HOW TO COMPLETE THIS TASK
Set every entry down again exactly, omitting none.

TASK INPUTS
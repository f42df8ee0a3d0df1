//! # Shop Service Module
//!
//! `Shop` owns every collaborator a conversation turn needs: the session
//! storage, the outbound messenger, the catalog, the customer registry and
//! the order ledger. Handlers receive it through the dispatcher's dependency
//! map; the state machine and views are implemented on it in `crate::bot`.

use anyhow::{anyhow, Result};
use std::collections::HashMap;
use std::sync::{Arc, Mutex, MutexGuard, PoisonError};
use teloxide::dispatching::dialogue::Storage;
use teloxide::types::{ChatId, InlineKeyboardMarkup, MessageId, ReplyMarkup};
use tokio::sync::{Mutex as AsyncMutex, OwnedMutexGuard};
use tracing::{debug, error};

use crate::catalog::Catalog;
use crate::clients::ClientDirectory;
use crate::config::ShopConfig;
use crate::dialogue::{Session, SessionStorage};
use crate::ledger::OrderLedger;
use crate::messenger::Messenger;

/// Identity of the conversation an event belongs to
#[derive(Debug, Clone, PartialEq, Eq)]
pub struct Turn {
    pub chat: ChatId,
    /// Language reported by Telegram for the sender, if any
    pub language_code: Option<String>,
}

impl Turn {
    pub fn new(chat: ChatId, language_code: Option<String>) -> Self {
        Self {
            chat,
            language_code,
        }
    }
}

/// One async mutex per conversation, dropped once nobody holds or awaits it
#[derive(Default)]
pub struct TurnLocks {
    locks: Mutex<HashMap<ChatId, Arc<AsyncMutex<()>>>>,
}

impl TurnLocks {
    fn map(&self) -> MutexGuard<'_, HashMap<ChatId, Arc<AsyncMutex<()>>>> {
        self.locks.lock().unwrap_or_else(PoisonError::into_inner)
    }

    pub async fn acquire(&self, chat: ChatId) -> TurnGuard<'_> {
        let lock = Arc::clone(self.map().entry(chat).or_default());
        let guard = lock.lock_owned().await;
        TurnGuard {
            chat,
            locks: self,
            guard: Some(guard),
        }
    }

    /// Conversations with a live lock entry
    pub fn len(&self) -> usize {
        self.map().len()
    }

    pub fn is_empty(&self) -> bool {
        self.len() == 0
    }
}

/// Held for the duration of one turn
pub struct TurnGuard<'a> {
    chat: ChatId,
    locks: &'a TurnLocks,
    guard: Option<OwnedMutexGuard<()>>,
}

impl Drop for TurnGuard<'_> {
    fn drop(&mut self) {
        // Our own reference goes with the guard; after that the map may hold the last one
        drop(self.guard.take());
        let mut locks = self.locks.map();
        if locks
            .get(&self.chat)
            .is_some_and(|lock| Arc::strong_count(lock) == 1)
        {
            locks.remove(&self.chat);
        }
    }
}

/// Collaborators shared by all conversations
pub struct Shop {
    storage: Arc<SessionStorage>,
    messenger: Arc<dyn Messenger>,
    catalog: Arc<dyn Catalog>,
    clients: Arc<dyn ClientDirectory>,
    ledger: Arc<dyn OrderLedger>,
    config: ShopConfig,
    turn_locks: TurnLocks,
}

impl Shop {
    pub fn new(
        storage: Arc<SessionStorage>,
        messenger: Arc<dyn Messenger>,
        catalog: Arc<dyn Catalog>,
        clients: Arc<dyn ClientDirectory>,
        ledger: Arc<dyn OrderLedger>,
        config: ShopConfig,
    ) -> Self {
        Self {
            storage,
            messenger,
            catalog,
            clients,
            ledger,
            config,
            turn_locks: TurnLocks::default(),
        }
    }

    pub fn config(&self) -> &ShopConfig {
        &self.config
    }

    pub fn messenger(&self) -> &dyn Messenger {
        self.messenger.as_ref()
    }

    pub fn catalog(&self) -> &dyn Catalog {
        self.catalog.as_ref()
    }

    pub fn clients(&self) -> &dyn ClientDirectory {
        self.clients.as_ref()
    }

    pub fn ledger(&self) -> &dyn OrderLedger {
        self.ledger.as_ref()
    }

    /// Serialise turns of one conversation.
    ///
    /// The guard must be held across the whole load-modify-save of a session.
    pub async fn lock_turn(&self, chat: ChatId) -> TurnGuard<'_> {
        self.turn_locks.acquire(chat).await
    }

    /// Load the session of a conversation; a missing session is a fresh one
    pub async fn load_session(&self, turn: &Turn) -> Result<Session> {
        let mut session = Arc::clone(&self.storage)
            .get_dialogue(turn.chat)
            .await
            .map_err(|e| anyhow!(e))?
            .unwrap_or_default();

        if turn.language_code.is_some() {
            session.language_code = turn.language_code.clone();
        }
        Ok(session)
    }

    pub async fn save_session(&self, chat: ChatId, session: Session) -> Result<()> {
        debug!(user_id = %chat, state = ?session.state, "Saving session");
        Arc::clone(&self.storage)
            .update_dialogue(chat, session)
            .await
            .map_err(|e| anyhow!(e))
    }

    /// Send a message, logging instead of failing the turn when delivery fails
    pub(crate) async fn send(
        &self,
        chat: ChatId,
        text: String,
        markup: Option<ReplyMarkup>,
    ) -> Option<MessageId> {
        match self.messenger.send_text(chat, text, markup).await {
            Ok(id) => Some(id),
            Err(e) => {
                error!(user_id = %chat, error = %e, "Failed to send message");
                None
            }
        }
    }

    /// Edit a message, logging instead of failing the turn when the edit fails
    pub(crate) async fn edit(
        &self,
        chat: ChatId,
        message: MessageId,
        text: String,
        markup: Option<InlineKeyboardMarkup>,
    ) -> bool {
        match self.messenger.edit_text(chat, message, text, markup).await {
            Ok(()) => true,
            Err(e) => {
                error!(
                    user_id = %chat,
                    message_id = message.0,
                    error = %e,
                    "Failed to edit message"
                );
                false
            }
        }
    }
}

ANSWER
repository f42df8ee0a3d0df1
//! # Shop Service Module
//!
//! `Shop` owns every collaborator a conversation turn needs: the session
//! storage, the outbound messenger, the catalog, the customer registry and
//! the order ledger. Handlers receive it through the dispatcher's dependency
//! map; the state machine and views are implemented on it in `crate::bot`.

use anyhow::{anyhow, Result};
use std::collections::HashMap;
use std::sync::{Arc, Mutex, MutexGuard, PoisonError};
use teloxide::dispatching::dialogue::Storage;
use teloxide::types::{ChatId, InlineKeyboardMarkup, MessageId, ReplyMarkup};
use tokio::sync::{Mutex as AsyncMutex, OwnedMutexGuard};
use tracing::{debug, error};

use crate::catalog::Catalog;
use crate::clients::ClientDirectory;
use crate::config::ShopConfig;
use crate::dialogue::{Session, SessionStorage};
use crate::ledger::OrderLedger;
use crate::messenger::Messenger;

/// Identity of the conversation an event belongs to
#[derive(Debug, Clone, PartialEq, Eq)]
pub struct Turn {
    pub chat: ChatId,
    /// Language reported by Telegram for the sender, if any
    pub language_code: Option<String>,
}

impl Turn {
    pub fn new(chat: ChatId, language_code: Option<String>) -> Self {
        Self {
            chat,
            language_code,
        }
    }
}

/// One async mutex per conversation, dropped once nobody holds or awaits it
#[derive(Default)]
pub struct TurnLocks {
    locks: Mutex<HashMap<ChatId, Arc<AsyncMutex<()>>>>,
}

impl TurnLocks {
    fn map(&self) -> MutexGuard<'_, HashMap<ChatId, Arc<AsyncMutex<()>>>> {
        self.locks.lock().unwrap_or_else(PoisonError::into_inner)
    }

    pub async fn acquire(&self, chat: ChatId) -> TurnGuard<'_> {
        let lock = Arc::clone(self.map().entry(chat).or_default());
        let guard = lock.lock_owned().await;
        TurnGuard {
            chat,
            locks: self,
            guard: Some(guard),
        }
    }

    /// Conversations with a live lock entry
    pub fn len(&self) -> usize {
        self.map().len()
    }

    pub fn is_empty(&self) -> bool {
        self.len() == 0
    }
}

/// Held for the duration of one turn
pub struct TurnGuard<'a> {
    chat: ChatId,
    locks: &'a TurnLocks,
    guard: Option<OwnedMutexGuard<()>>,
}

impl Drop for TurnGuard<'_> {
    fn drop(&mut self) {
        // Our own reference goes with the guard; after that the map may hold the last one
        drop(self.guard.take());
        let mut locks = self.locks.map();
        if locks
            .get(&self.chat)
            .is_some_and(|lock| Arc::strong_count(lock) == 1)
        {
            locks.remove(&self.chat);
        }
    }
}

/// Collaborators shared by all conversations
pub struct Shop {
    storage: Arc<SessionStorage>,
    messenger: Arc<dyn Messenger>,
    catalog: Arc<dyn Catalog>,
    clients: Arc<dyn ClientDirectory>,
    ledger: Arc<dyn OrderLedger>,
    config: ShopConfig,
    turn_locks: TurnLocks,
}

impl Shop {
    pub fn new(
        storage: Arc<SessionStorage>,
        messenger: Arc<dyn Messenger>,
        catalog: Arc<dyn Catalog>,
        clients: Arc<dyn ClientDirectory>,
        ledger: Arc<dyn OrderLedger>,
        config: ShopConfig,
    ) -> Self {
        Self {
            storage,
            messenger,
            catalog,
            clients,
            ledger,
            config,
            turn_locks: TurnLocks::default(),
        }
    }

    pub fn config(&self) -> &ShopConfig {
        &self.config
    }

    pub fn messenger(&self) -> &dyn Messenger {
        self.messenger.as_ref()
    }

    pub fn catalog(&self) -> &dyn Catalog {
        self.catalog.as_ref()
    }

    pub fn clients(&self) -> &dyn ClientDirectory {
        self.clients.as_ref()
    }

    pub fn ledger(&self) -> &dyn OrderLedger {
        self.ledger.as_ref()
    }

    /// Serialise turns of one conversation.
    ///
    /// The guard must be held across the whole load-modify-save of a session.
    pub async fn lock_turn(&self, chat: ChatId) -> TurnGuard<'_> {
        self.turn_locks.acquire(chat).await
    }

    /// Load the session of a conversation; a missing session is a fresh one
    pub async fn load_session(&self, turn: &Turn) -> Result<Session> {
        let mut session = Arc::clone(&self.storage)
            .get_dialogue(turn.chat)
            .await
            .map_err(|e| anyhow!(e))?
            .unwrap_or_default();

        if turn.language_code.is_some() {
            session.language_code = turn.language_code.clone();
        }
        Ok(session)
    }

    pub async fn save_session(&self, chat: ChatId, session: Session) -> Result<()> {
        debug!(user_id = %chat, state = ?session.state, "Saving session");
        Arc::clone(&self.storage)
            .update_dialogue(chat, session)
            .await
            .map_err(|e| anyhow!(e))
    }

    /// Send a message, logging instead of failing the turn when delivery fails
    pub(crate) async fn send(
        &self,
        chat: ChatId,
        text: String,
        markup: Option<ReplyMarkup>,
    ) -> Option<MessageId> {
        match self.messenger.send_text(chat, text, markup).await {
            Ok(id) => Some(id),
            Err(e) => {
                error!(user_id = %chat, error = %e, "Failed to send message");
                None
            }
        }
    }

    /// Edit a message, logging instead of failing the turn when the edit fails
    pub(crate) async fn edit(
        &self,
        chat: ChatId,
        message: MessageId,
        text: String,
        markup: Option<InlineKeyboardMarkup>,
    ) -> bool {
        match self.messenger.edit_text(chat, message, text, markup).await {
            Ok(()) => true,
            Err(e) => {
                error!(
                    user_id = %chat,
                    message_id = message.0,
                    error = %e,
                    "Failed to edit message"
                );
                false
            }
        }
    }
}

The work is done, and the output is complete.